The top wall 48 of the heating tank 12 contains a plurality of apertures 52 which are spaced along the longitudinal extent of upper wall 48 at the highest location thereon. Water supplied to the holding tank 12 overflows these apertures across the forward portion of the upper wall 48 and then drops onto the bottom wall 38 of the evaporating chamber. Excess water from the floor flows out of the drain opening 42, carrying precipitated and sedimentary material with it.
Water is supplied to the holding tank through the water inlet 54 which is in turn connected to the conduit 56. Conduit 56 is connected to a solenoid actuated valve 58 in turn connected to a water supply. The valve 58 opens and closes the conduit 56 to flow. Conduit 56 also contains a conventional spring and diaphragm pressure reducing valve 60. It may be set manually to regulate, if desired, the flow rate of water through conduit 56 into the holding tank 12. The optimum flow rate is achieved when water flows out of the drain opening 42 at a temperature below 90° F.

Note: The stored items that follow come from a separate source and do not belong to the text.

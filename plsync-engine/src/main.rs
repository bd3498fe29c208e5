//! plsync - incremental playlist sync
//!
//! Collects tracks recently added to source playlists, plus recent releases
//! from followed artists, into one destination playlist.

use anyhow::{Context, Result};
use clap::{Parser, Subcommand};
use plsync_common::config::{
    resolve_access_token, write_toml_config, RootFolderInitializer, RootFolderResolver,
    TomlConfig,
};
use plsync_engine::orchestrator::{ReleaseReport, RunPlan, RunReport, SourceOutcome};
use plsync_engine::play_counts::{
    top_played, top_tracks_with_counts, update_play_counts, PlayCountStore, TOP_TRACKS_LIMIT,
};
use plsync_engine::provider::{ProviderError, TimeRange};
use plsync_engine::reconciler::WriteStatus;
use plsync_engine::services::SpotifyClient;
use plsync_engine::{CollectionProvider, HistoryStore, SyncEngine};
use std::path::PathBuf;
use tokio::signal;
use tokio_util::sync::CancellationToken;
use tracing::{info, warn};

#[derive(Parser, Debug)]
#[command(name = "plsync")]
#[command(about = "Incremental playlist sync")]
#[command(version)]
struct Args {
    /// Folder holding plsync.toml, history.json and play_counts.json
    #[arg(short, long, global = true)]
    root_folder: Option<PathBuf>,

    #[command(subcommand)]
    command: Command,
}

#[derive(Subcommand, Debug)]
enum Command {
    /// Run one sync pass
    Sync {
        /// Only scan source playlists
        #[arg(long, conflicts_with = "releases_only")]
        playlists_only: bool,

        /// Only scan followed artists' releases
        #[arg(long)]
        releases_only: bool,
    },

    /// Manage source playlists
    Sources {
        #[command(subcommand)]
        action: SourcesAction,
    },

    /// Manage the destination playlist
    Destination {
        #[command(subcommand)]
        action: DestinationAction,
    },

    /// Local play counts
    Plays {
        #[command(subcommand)]
        action: PlaysAction,
    },
}

#[derive(Subcommand, Debug)]
enum SourcesAction {
    /// List source playlists with their names
    List,
    /// Add a source playlist
    Add { playlist_id: String },
    /// Remove a source playlist by ID or list position
    Remove { id_or_position: String },
}

#[derive(Subcommand, Debug)]
enum DestinationAction {
    /// Set the destination playlist
    Set { playlist_id: String },
}

#[derive(Subcommand, Debug)]
enum PlaysAction {
    /// Fold recently played tracks into the local counts
    Update,
    /// Show Spotify's top tracks with their local play counts
    Top {
        /// short (4 weeks), medium (6 months) or long (years)
        #[arg(long, default_value = "short")]
        range: TimeRange,

        #[arg(short, long, default_value_t = TOP_TRACKS_LIMIT)]
        limit: u32,
    },
    /// Show the most played tracks from the local counts only
    Local {
        #[arg(short, long, default_value = "10")]
        limit: usize,
    },
}

#[tokio::main]
async fn main() -> Result<()> {
    let args = Args::parse();

    let root_folder = RootFolderResolver::new()
        .with_cli_override(args.root_folder.clone())
        .resolve();
    let initializer = RootFolderInitializer::new(root_folder);
    let config_path = initializer.config_path();

    // RUST_LOG wins; otherwise the level from plsync.toml
    let default_level = TomlConfig::load(&config_path)
        .map(|c| c.logging.level)
        .unwrap_or_else(|_| "info".to_string());
    tracing_subscriber::fmt()
        .with_env_filter(
            tracing_subscriber::EnvFilter::try_from_default_env()
                .unwrap_or_else(|_| tracing_subscriber::EnvFilter::new(&default_level)),
        )
        .init();

    info!("plsync v{}", env!("CARGO_PKG_VERSION"));

    initializer
        .ensure_directory_exists()
        .context("Failed to create root folder")?;
    info!("Root folder: {}", initializer.root().display());

    let mut config = TomlConfig::load_or_create(&config_path);

    match args.command {
        Command::Sync {
            playlists_only,
            releases_only,
        } => {
            let settings = config.sync_settings();
            let plan = if playlists_only {
                RunPlan::playlists_only()
            } else if releases_only {
                RunPlan::releases_only()
            } else {
                RunPlan::everything(&settings)
            };

            let engine = SyncEngine::new(
                spotify_client(&config)?,
                HistoryStore::new(initializer.history_path()),
            );

            let cancel = CancellationToken::new();
            tokio::spawn(cancel_on_ctrl_c(cancel.clone()));

            let report = engine
                .run(&settings, plan, &plsync_common::time::now(), &cancel)
                .await?;
            print_report(&report);
        }

        Command::Sources { action } => match action {
            SourcesAction::List => {
                let client = spotify_client(&config)?;
                if config.source_playlists.is_empty() {
                    println!("No source playlists configured");
                }
                for (index, playlist_id) in config.source_playlists.iter().enumerate() {
                    let name = playlist_name(&client, playlist_id).await;
                    println!("{:>3}. {}  {}", index + 1, playlist_id, name);
                }
                match config.sync_settings().destination {
                    Some(destination) => {
                        let name = playlist_name(&client, &destination).await;
                        println!("Destination: {}  {}", destination, name);
                    }
                    None => println!("Destination: not set"),
                }
            }
            SourcesAction::Add { playlist_id } => {
                config.add_source(&playlist_id)?;
                write_toml_config(&config, &config_path)?;
                println!("Added source playlist {}", playlist_id.trim());
            }
            SourcesAction::Remove { id_or_position } => {
                let removed = config.remove_source(&id_or_position)?;
                write_toml_config(&config, &config_path)?;
                println!("Removed source playlist {}", removed);
            }
        },

        Command::Destination {
            action: DestinationAction::Set { playlist_id },
        } => {
            config.set_destination(&playlist_id)?;
            write_toml_config(&config, &config_path)?;
            println!("Destination playlist set to {}", playlist_id.trim());
        }

        Command::Plays { action } => {
            let store = PlayCountStore::new(initializer.play_counts_path());
            match action {
                PlaysAction::Update => {
                    let client = spotify_client(&config)?;
                    let now = chrono::Utc::now().to_rfc3339();
                    let counts = update_play_counts(&client, &store, &now).await;
                    println!("Tracking {} tracks", counts.len());
                }
                PlaysAction::Top { range, limit } => {
                    let client = spotify_client(&config)?;
                    let now = chrono::Utc::now().to_rfc3339();
                    let top = match top_tracks_with_counts(&client, &store, range, limit, &now)
                        .await
                    {
                        Ok(top) => top,
                        Err(e @ ProviderError::Forbidden(_)) => {
                            println!("Check that the token carries the user-top-read scope");
                            return Err(e).context("Failed to fetch top tracks");
                        }
                        Err(e) => return Err(e).context("Failed to fetch top tracks"),
                    };
                    if top.is_empty() {
                        println!("No top tracks for {}", range);
                    }
                    for row in &top {
                        println!(
                            "{:>3}. {} ({} plays, popularity {})",
                            row.rank, row.track, row.play_count, row.popularity
                        );
                    }
                }
                PlaysAction::Local { limit } => {
                    let counts = store.load();
                    if counts.is_empty() {
                        println!("No plays recorded yet");
                    }
                    for (rank, (_, record)) in top_played(&counts, limit).into_iter().enumerate() {
                        println!(
                            "{:>3}. {} - {} ({} plays)",
                            rank + 1,
                            record.name,
                            record.artists,
                            record.play_count
                        );
                    }
                }
            }
        }
    }

    Ok(())
}

fn spotify_client(config: &TomlConfig) -> Result<SpotifyClient> {
    let token = resolve_access_token(config)?;
    SpotifyClient::new(token).context("Failed to create Spotify client")
}

async fn playlist_name(client: &SpotifyClient, playlist_id: &str) -> String {
    match client.collection_name(playlist_id).await {
        Ok(Some(name)) => name,
        Ok(None) => "(not found)".to_string(),
        Err(e) => {
            warn!(playlist_id = %playlist_id, error = %e, "Could not fetch playlist name");
            "(unknown)".to_string()
        }
    }
}

/// Cancel the run on Ctrl+C; the engine stops at the next phase boundary
async fn cancel_on_ctrl_c(cancel: CancellationToken) {
    match signal::ctrl_c().await {
        Ok(()) => {
            info!("Received Ctrl+C, cancelling after the current phase");
            cancel.cancel();
        }
        Err(e) => warn!(error = %e, "Failed to install Ctrl+C handler"),
    }
}

fn print_report(report: &RunReport) {
    if let Some(reason) = &report.sources_skipped {
        println!("Source playlists skipped: {}", reason);
    }
    for source in &report.sources {
        let label = source.name.as_deref().unwrap_or(&source.source_id);
        match &source.outcome {
            SourceOutcome::Scanned {
                window_tracks,
                skipped,
            } => {
                println!(
                    "{}: {} in window, {} new, {} skipped",
                    label,
                    window_tracks,
                    source.new_tracks.len(),
                    skipped
                );
                for track in &source.new_tracks {
                    println!("  + {}", track);
                }
            }
            SourceOutcome::Unavailable { cause } => {
                println!("{}: unavailable ({}), check the playlist ID", label, cause)
            }
            SourceOutcome::Failed { cause } => println!("{}: failed ({})", label, cause),
        }
    }

    match &report.releases {
        Some(ReleaseReport::Scanned {
            artists_checked,
            artists_failed,
            releases,
            new_releases,
        }) => {
            println!(
                "Releases: {} artists checked, {} failed, {} recent tracks, {} new",
                artists_checked,
                artists_failed,
                releases,
                new_releases.len()
            );
            for release in new_releases {
                println!("  + {}", release);
            }
        }
        Some(ReleaseReport::Failed { cause }) => println!("Releases: failed ({})", cause),
        None => {}
    }

    if let Some(phase) = report.cancelled_before {
        println!("Cancelled before {}; history not saved", phase);
        return;
    }

    if report.duplicates_removed > 0 {
        println!("Removed {} cross-source duplicates", report.duplicates_removed);
    }

    if let Some(write) = &report.write {
        match &write.status {
            WriteStatus::NothingToWrite => println!("Destination already up to date"),
            WriteStatus::Delivered => println!(
                "Added {} tracks ({} already present)",
                write.written, write.already_present
            ),
            WriteStatus::Partial { cause } => println!(
                "Added {} tracks, {} pending: {}",
                write.written,
                write.pending.len(),
                cause
            ),
            WriteStatus::NotAttempted { cause, unavailable } => {
                println!(
                    "Destination unreadable, {} tracks not written: {}",
                    write.pending.len(),
                    cause
                );
                if *unavailable {
                    println!("Check the destination playlist ID and permissions");
                }
            }
        }
    }

    match &report.history_error {
        Some(e) => println!("History not saved: {}", e),
        None if report.history_saved => println!("History saved"),
        None => {}
    }
}
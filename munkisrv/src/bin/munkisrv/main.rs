// SPDX-License-Identifier: MIT
// Copyright (c) Microsoft Corporation.

use std::{net::SocketAddr, path::PathBuf};

use anyhow::Context;
use clap::Parser;
use munkisrv::{
    config::{load_config, Config},
    keys::PrivateKeyMaterial,
    server, tls,
};
use tokio::signal::unix::{signal, SignalKind};
use tokio_util::sync::CancellationToken;
use tracing::Instrument;
use tracing_subscriber::{fmt::format::FmtSpan, layer::SubscriberExt, EnvFilter};

// The path, relative to $CONFIGURATION_DIRECTORY, of the default config file location.
const DEFAULT_CONFIG: &str = "munkisrv/config.toml";

/// Serve a Munki repository, redirecting package downloads to CloudFront.
///
/// Catalogs, manifests, and other metadata are served from the repository directory. Requests
/// under /repo/pkgs/ are redirected to the CloudFront distribution with a signed URL that
/// is valid for one hour.
#[derive(Debug, Parser)]
#[command(version)]
struct Cli {
    /// The path to the service's configuration file.
    ///
    /// If no path is provided, the defaults are used. To view the service configuration,
    /// run the `config` subcommand.
    #[arg(long, short, env = "MUNKISRV_CONFIG")]
    config: Option<PathBuf>,

    /// A set of one or more comma-separated directives to filter logs.
    ///
    /// The general format is "target_name[span_name{field=value}]=level" where level is
    /// one of TRACE, DEBUG, INFO, WARN, ERROR.
    ///
    /// Details: https://docs.rs/tracing-subscriber/0.3.19/tracing_subscriber/filter/struct.EnvFilter.html#directives
    #[arg(long, env = "MUNKISRV_LOG", default_value = "WARN,munkisrv=INFO")]
    pub log_filter: String,
    #[command(subcommand)]
    pub command: Command,
}

#[derive(clap::Subcommand, Debug)]
enum Command {
    /// Run the service.
    Listen {
        /// Override the socket address from the configuration file.
        #[arg(long, env = "MUNKISRV_LISTEN_ADDRESS")]
        listen_address: Option<SocketAddr>,

        /// The PEM-encoded CloudFront signing key.
        ///
        /// This overrides `cloudfront.private_key` in the configuration file, and is the
        /// recommended way to provide the key. It can't be passed as an argument.
        #[arg(long, env = "MUNKISRV_CLOUDFRONT_PRIVATE_KEY", hide_env_values = true, hide = true)]
        cloudfront_private_key: Option<String>,
    },

    /// See the current service configuration.
    Config {
        /// The PEM-encoded CloudFront signing key.
        ///
        /// If provided, the matching public key is printed.
        #[arg(long, env = "MUNKISRV_CLOUDFRONT_PRIVATE_KEY", hide_env_values = true, hide = true)]
        cloudfront_private_key: Option<String>,
    },
}

#[tokio::main]
async fn main() -> anyhow::Result<()> {
    let opts = Cli::parse();

    // Unfortunately we can't use clap's value_parser since EnvFilter does not
    // implement Clone.
    let log_filter = EnvFilter::builder().parse(&opts.log_filter).context(
        "MUNKISRV_LOG contains an invalid log directive; refer to \
            https://docs.rs/tracing-subscriber/0.3.19/tracing_subscriber/\
            filter/struct.EnvFilter.html#directives for format details.",
    )?;
    let stderr_layer = tracing_subscriber::fmt::layer()
        .with_span_events(FmtSpan::NEW | FmtSpan::CLOSE)
        .with_writer(std::io::stderr);
    let registry = tracing_subscriber::registry()
        .with(stderr_layer)
        .with(log_filter);
    tracing::subscriber::set_global_default(registry)
        .expect("Programming error: set_global_default should only be called once.");

    let mut config = load_config(opts.config, PathBuf::from(DEFAULT_CONFIG).as_path())?;

    match opts.command {
        Command::Listen {
            listen_address,
            cloudfront_private_key,
        } => {
            if let Some(listen_address) = listen_address {
                config.server.listen_address = listen_address;
            }
            if let Some(private_key) = cloudfront_private_key {
                config.cloudfront.private_key = private_key;
            }

            let root_span = tracing::info_span!("munkisrv");
            async move {
                let listener = server::listen(config).await?;
                tokio::spawn(signal_handler(listener.halt_token()));

                listener.wait_to_finish().await?;
                Ok::<_, anyhow::Error>(())
            }
            .instrument(root_span)
            .await?;
        }
        Command::Config {
            cloudfront_private_key,
        } => {
            if let Some(private_key) = cloudfront_private_key {
                config.cloudfront.private_key = private_key;
            }
            print_config(&config);
        }
    }

    Ok(())
}

fn print_config(config: &Config) {
    println!(
        "# This is the current configuration\n\n{config}\n# This concludes the configuration.\n"
    );
    println!("# TLS summary\n\n{}", config.tls.info());

    _ = tls::validate(&config.tls).inspect_err(|error| {
        eprintln!("The configuration format is valid, but the TLS settings aren't: {error}");
    });

    if config.cloudfront.private_key.is_empty() {
        eprintln!("No CloudFront private key is configured; set MUNKISRV_CLOUDFRONT_PRIVATE_KEY");
        return;
    }
    match PrivateKeyMaterial::from_pem(
        config.cloudfront.private_key.as_bytes(),
        "CloudFront private key",
    )
    .map_err(anyhow::Error::from)
    .and_then(|key| Ok(key.public_key_to_pem()?))
    {
        Ok(public_key) => println!(
            "# CloudFront public key for key ID {}\n\n{}",
            config.cloudfront.key_id,
            String::from_utf8_lossy(&public_key)
        ),
        Err(error) => eprintln!("The CloudFront private key is invalid: {error:?}"),
    }
}

/// Install and manage signal handlers for the process.
///
/// # SIGTERM and SIGINT
///
/// Sending SIGTERM or SIGINT to the process will cause it to stop accepting new
/// requests. In-flight requests will be allowed to complete before the process
/// shuts down.
async fn signal_handler(halt_token: CancellationToken) -> Result<(), anyhow::Error> {
    let mut sigterm_stream = signal(SignalKind::terminate()).inspect_err(|error| {
        tracing::error!(?error, "Failed to register a SIGTERM signal handler");
    })?;
    let mut sigint_stream = signal(SignalKind::interrupt()).inspect_err(|error| {
        tracing::error!(?error, "Failed to register a SIGINT signal handler");
    })?;

    loop {
        tokio::select! {
            _ = sigterm_stream.recv() => {
                tracing::info!("SIGTERM received, beginning service shutdown");
                halt_token.cancel();
            }
            _ = sigint_stream.recv() => {
                tracing::info!("SIGINT received, beginning service shutdown");
                halt_token.cancel();
            }
        }
    }
}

A water pressure tap 62 is connected to conduit 56 and is placed in communication with water pressure responsive drain valve 64. The inlet to the valve 64 is connected to a drain opening 68 in the bottom of holding tank 12. The outlet to the valve 64 is connected to the drain plumbing 18 through which water from the holding tank and the evaporating chamber is disposed of. The valve 64 is of a conventional fluid pressure operated type comprising a flexible, resilient membrane 66 of circular cross-section. The circular ends of the flexible membrane are affixed to the circular inlet and outlet ends of the body of the valve 64. An annular chamber 70 is formed between the exterior wall of the flexible membrane 66 and the interior wall of the body of the valve 64. The outlet of the conduit 62 is in fluid communication with the annular chamber 70. When the solenoid valve 58 is opened, water pressure is supplied through conduit 62 to the annular chamber 70 causing the flexible membrane 66 to compress upon itself and close the valve to flow. Likewise, when the valve 58 is closed and water pressure is relieved in conduit 62, the water drains from the holding tank 12 and enters the drain plumbing 18.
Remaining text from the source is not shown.